The U.S. military has completed the withdrawal of nearly all combat forces from Afghanistan — quickly, almost secretly, and ahead of schedule. After twenty years of high-intensity conflict, America’s longest war is suddenly over. A few hundred soldiers will stay behind to help guard the U.S. Embassy, the diplomats will remain, and a small number of contractors are expected to continue assistance to Afghan military units, particularly the air force. The United States has pledged to continue to aid the Afghan government and military with money, equipment and advice. But to the surprise of no one, the position of Afghan government forces is already starting to unravel in the face of Taliban attacks in some parts of the country.

For those of a certain age, including President Biden, all of this is eerily reminiscent of how America’s previous longest war — the Vietnam War — evolved and ultimately ended in 1975. The parallels, as well as the differences, are illuminating. First, the parallels:

  • In both Vietnam and Afghanistan, Washington effectively intervened in an ongoing civil war because it saw one of the protagonists as a threat to important American security interests. The communist regime in North Vietnam and its proxies in South Vietnam were seen as instruments of communist global ambitions orchestrated by Moscow and Beijing. The Taliban regime in Kabul was seen as deeply complicit in the 9/11 attacks on New York and Washington, and the willing handmaiden of an international Islamist terrorist movement. In both cases, the United States intervened on the side of the weaker protagonist (South Vietnam’s Diem regime in Vietnam and the Northern Alliance and other anti-Taliban resistance forces in Afghanistan). In both cases, U.S. expectation was that American resources and firepower would decisively shift the balance in favor of pro-western forces. In both cases, it did not happen.
  • In both Vietnam and Afghanistan, the United States became trapped in an increasingly lengthy and expensive effort to transform local partners into American analogs. It is called “nation building.” In both cases, this effort left the adversary (the Vietnamese communists and the Taliban) effectively untouched. The net effect was that local U.S. partners became dependent on American assistance whereas their adversaries sustained themselves with indigenous resources and support.
  • In both wars, the United States ended up negotiating a supposed peace settlement directly with their battlefield adversaries and the U.S. partner governments were left out of the process. In both Saigon and Kabul, the sense of betrayal was palpable. In both cases the signed agreements did not require either the Vietnamese communists or the Taliban to withdraw or disarm. Both remained ready to resume hostilities the moment the last U.S. soldier departed.
  • In both Vietnam and Afghanistan, the U.S. government promised continued economic and military support even as the United States moved offshore.In Vietnam, those pledges quickly proved hollow as the Congress, following public opinion, refused the necessary legislative authority.

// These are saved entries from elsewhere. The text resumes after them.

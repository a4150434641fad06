//! Error types for the backdrop.
//!
//! The simulation itself never fails. Errors only come from the edges:
//! loading configuration, bringing up a window and GPU device, and
//! writing snapshots.

use thiserror::Error;

/// Errors that can occur during GPU initialization.
#[derive(Debug, Error)]
pub enum GpuError {
    /// Failed to create a surface for rendering.
    #[error("failed to create GPU surface: {0}")]
    SurfaceCreation(#[from] wgpu::CreateSurfaceError),
    /// No compatible GPU adapter found.
    #[error("no compatible GPU adapter found; ensure your system has a GPU with WebGPU/Vulkan/Metal/DX12 support")]
    NoAdapter,
    /// Failed to create GPU device.
    #[error("failed to create GPU device: {0}")]
    DeviceCreation(#[from] wgpu::RequestDeviceError),
    /// The adapter cannot present to the window surface.
    #[error("surface is not supported by the selected adapter")]
    UnsupportedSurface,
}

/// Errors that can occur while loading or validating a [`BackdropConfig`](crate::BackdropConfig).
#[derive(Debug, Error)]
pub enum ConfigError {
    /// Failed to read the config file.
    #[error("failed to read config file: {0}")]
    Io(#[from] std::io::Error),
    /// The file is not valid config JSON.
    #[error("failed to parse config: {0}")]
    Parse(#[from] serde_json::Error),
    /// A value is out of its allowed range.
    #[error("invalid config: {0}")]
    Invalid(String),
}

/// Errors that can occur when running or snapshotting a backdrop.
#[derive(Debug, Error)]
pub enum BackdropError {
    /// Failed to create event loop.
    #[error("failed to create event loop: {0}")]
    EventLoop(#[from] winit::error::EventLoopError),
    /// Failed to create window.
    #[error("failed to create window: {0}")]
    Window(#[from] winit::error::OsError),
    /// GPU initialization failed.
    #[error("GPU error: {0}")]
    Gpu(#[from] GpuError),
    /// Configuration was rejected.
    #[error(transparent)]
    Config(#[from] ConfigError),
    /// Failed to encode a snapshot image.
    #[error("failed to write snapshot: {0}")]
    Snapshot(#[from] image::ImageError),
    /// Filesystem error outside config loading.
    #[error("I/O error: {0}")]
    Io(#[from] std::io::Error),
}
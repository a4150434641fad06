//! # Neural Backdrop
//!
//! An animated "neural network" background: drifting clusters of pulsing
//! particles, with faint gradient lines between nearby particles of the same
//! cluster, over a dark vignetted fill.
//!
//! ## Quick Start
//!
//! ```ignore
//! use neural_backdrop::prelude::*;
//!
//! fn main() -> Result<(), BackdropError> {
//!     Backdrop::new()
//!         .with_seed(42)
//!         .with_size(1280, 720)
//!         .run()
//! }
//! ```
//!
//! ## Core Concepts
//!
//! ### Scene
//!
//! A [`Scene`] is built in three stages: a [`ClusterField`] of drifting
//! anchors, a [`ParticleSet`] of particles offset from their cluster, and a
//! [`ConnectionSet`] holding every same-cluster particle pair. Each frame
//! advances clusters, then particles, then recomputes connection opacities.
//!
//! ### Canvas
//!
//! Painting goes through the [`Canvas`] trait. Three backends ship with the
//! crate:
//!
//! - [`GpuCanvas`] draws into a window surface with wgpu
//! - [`PixelCanvas`] rasterizes into an RGBA image (used for snapshots)
//! - [`RecordingCanvas`] records draw calls for inspection
//!
//! ### Driver and hosts
//!
//! The [`AnimationDriver`] owns the scene and a small state machine
//! (stopped or running). It schedules itself on a [`Host`], which supplies
//! frame callbacks, the canvas, and resize/pointer signals. Unmounting
//! cancels the pending frame and removes every listener it registered.
//!
//! ```ignore
//! let mut driver = AnimationDriver::new(BackdropConfig::default())?;
//! let mut host = HeadlessHost::new(PixelCanvas::new(800, 600));
//!
//! driver.mount(&mut host);
//! host.run(&mut driver, 120);
//! host.resize(&mut driver, 1200, 900);
//! driver.unmount(&mut host);
//! ```
//!
//! ## Configuration
//!
//! Every tunable lives in [`BackdropConfig`], which loads from JSON. Missing
//! fields take their defaults:
//!
//! ```json
//! {
//!   "seed": 7,
//!   "clusters": { "count": 5 },
//!   "style": { "primary": "#22d3ee" }
//! }
//! ```

pub mod backdrop;
pub mod canvas;
pub mod cluster;
pub mod config;
pub mod connection;
pub mod driver;
pub mod error;
mod gpu;
pub mod host;
pub mod input;
pub mod particle;
pub mod scene;
pub mod signal;
pub mod ticks;
pub mod time;
mod window;

pub use backdrop::Backdrop;
pub use canvas::{Canvas, DrawCommand, PixelCanvas, RecordingCanvas, Viewport};
pub use cluster::{Cluster, ClusterField};
pub use config::{
    BackdropConfig, ClusterConfig, Color, ConnectionConfig, ParticleConfig, StyleConfig,
    VignetteConfig, WindowConfig,
};
pub use connection::{Connection, ConnectionSet};
pub use driver::{AnimationDriver, DriverState};
pub use error::{BackdropError, ConfigError, GpuError};
pub use glam::{Vec2, Vec3, Vec4};
pub use gpu::GpuCanvas;
pub use host::{HeadlessHost, Host};
pub use particle::{Particle, ParticleSet};
pub use scene::Scene;
pub use signal::{ListenerId, Listeners, Signal, SignalKind};
pub use ticks::{FrameRequest, ManualTicks, TickSource};

/// Convenient re-exports for common usage.
///
/// ```ignore
/// use neural_backdrop::prelude::*;
/// ```
pub mod prelude {
    pub use crate::backdrop::Backdrop;
    pub use crate::canvas::{Canvas, PixelCanvas, Viewport};
    pub use crate::config::{BackdropConfig, Color};
    pub use crate::driver::AnimationDriver;
    pub use crate::error::BackdropError;
    pub use crate::host::{HeadlessHost, Host};
    pub use crate::{Vec2, Vec3, Vec4};
}
//! Benchmarks for the per-frame CPU work.
//!
//! Run with: `cargo bench`

use criterion::{black_box, criterion_group, criterion_main, BenchmarkId, Criterion};
use rand::rngs::StdRng;
use rand::SeedableRng;

use neural_backdrop::{
    BackdropConfig, ClusterConfig, PixelCanvas, RecordingCanvas, Scene, Viewport,
};

const VIEWPORT: Viewport = Viewport::new(1280, 720);

fn build(config: &BackdropConfig) -> Scene {
    let mut rng = StdRng::seed_from_u64(42);
    Scene::build(config, VIEWPORT, &mut rng).expect("bench config is valid")
}

fn bench_step(c: &mut Criterion) {
    let mut group = c.benchmark_group("scene_step");

    for count in [3usize, 7, 15] {
        let config = BackdropConfig {
            clusters: ClusterConfig {
                count,
                ..Default::default()
            },
            ..Default::default()
        };
        group.bench_with_input(BenchmarkId::from_parameter(count), &config, |b, config| {
            let mut scene = build(config);
            b.iter(|| {
                scene.step(VIEWPORT, config);
                black_box(scene.connections().len())
            })
        });
    }

    group.finish();
}

fn bench_paint(c: &mut Criterion) {
    let mut group = c.benchmark_group("scene_frame");
    let config = BackdropConfig::default();

    group.bench_function("recording", |b| {
        let mut scene = build(&config);
        let mut canvas = RecordingCanvas::new(VIEWPORT.width, VIEWPORT.height);
        b.iter(|| {
            scene.frame(VIEWPORT, &config, Some(&mut canvas));
            black_box(canvas.commands().len())
        })
    });

    group.sample_size(20);
    group.bench_function("pixel", |b| {
        let mut scene = build(&config);
        let mut canvas = PixelCanvas::new(VIEWPORT.width, VIEWPORT.height);
        b.iter(|| {
            scene.frame(VIEWPORT, &config, Some(&mut canvas));
            black_box(canvas.pixel(640, 360))
        })
    });

    group.finish();
}

criterion_group!(benches, bench_step, bench_paint);
criterion_main!(benches);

Within weeks the North Vietnamese flag was flying over Saigon.

It is too early to say whether a similar dire scenario will play out over Kabul, but the signs are already there. That said, there are some significant differences between Vietnam and Afghanistan. Perhaps most important, Vietnam is a highly homogenous country with one dominant ethnic group, the Vietnamese. North Vietnam was a tightly organized, highly disciplined actor. Its proxy forces in the south (the National Liberation Front) took and followed orders from Hanoi. Afghanistan is the opposite. It is comprised of quite distinct ethnic populations with their own identities and loyalties. The largest group, the Pashtuns, comprise about forty percent of the total population. The Taliban are largely Pashtun. That leaves Tajiks, Hazaras, Uzbeks, Turkmens and myriad others outside the tent. In its long and tumultuous history, Afghanistan has never had a central government with effective control over the entire country.

As one former commander of U.S. forces in Afghanistan recently observed, the U.S. withdrawal won’t end the civil war; it will continue in a new form.

When the North Vietnamese army occupied Saigon, and Hanoi imposed its rule, the results were not pretty, but it was orderly and the fighting stopped. Afghanistan will look very different. As one former commander of U.S. forces in Afghanistan recently observed, the U.S. withdrawal won’t end the civil war; it will continue in a new form. Already, the government in Kabul has resorted to a desperate stratagem of shipping weapons to regions and towns (many non-Pashtun) to enable them to create local anti-Taliban militias. Grizzled war lords have been reassembling their former fighting units. And other governments in the broader region will be tempted to intervene on behalf of co-ethnics and co-religionists.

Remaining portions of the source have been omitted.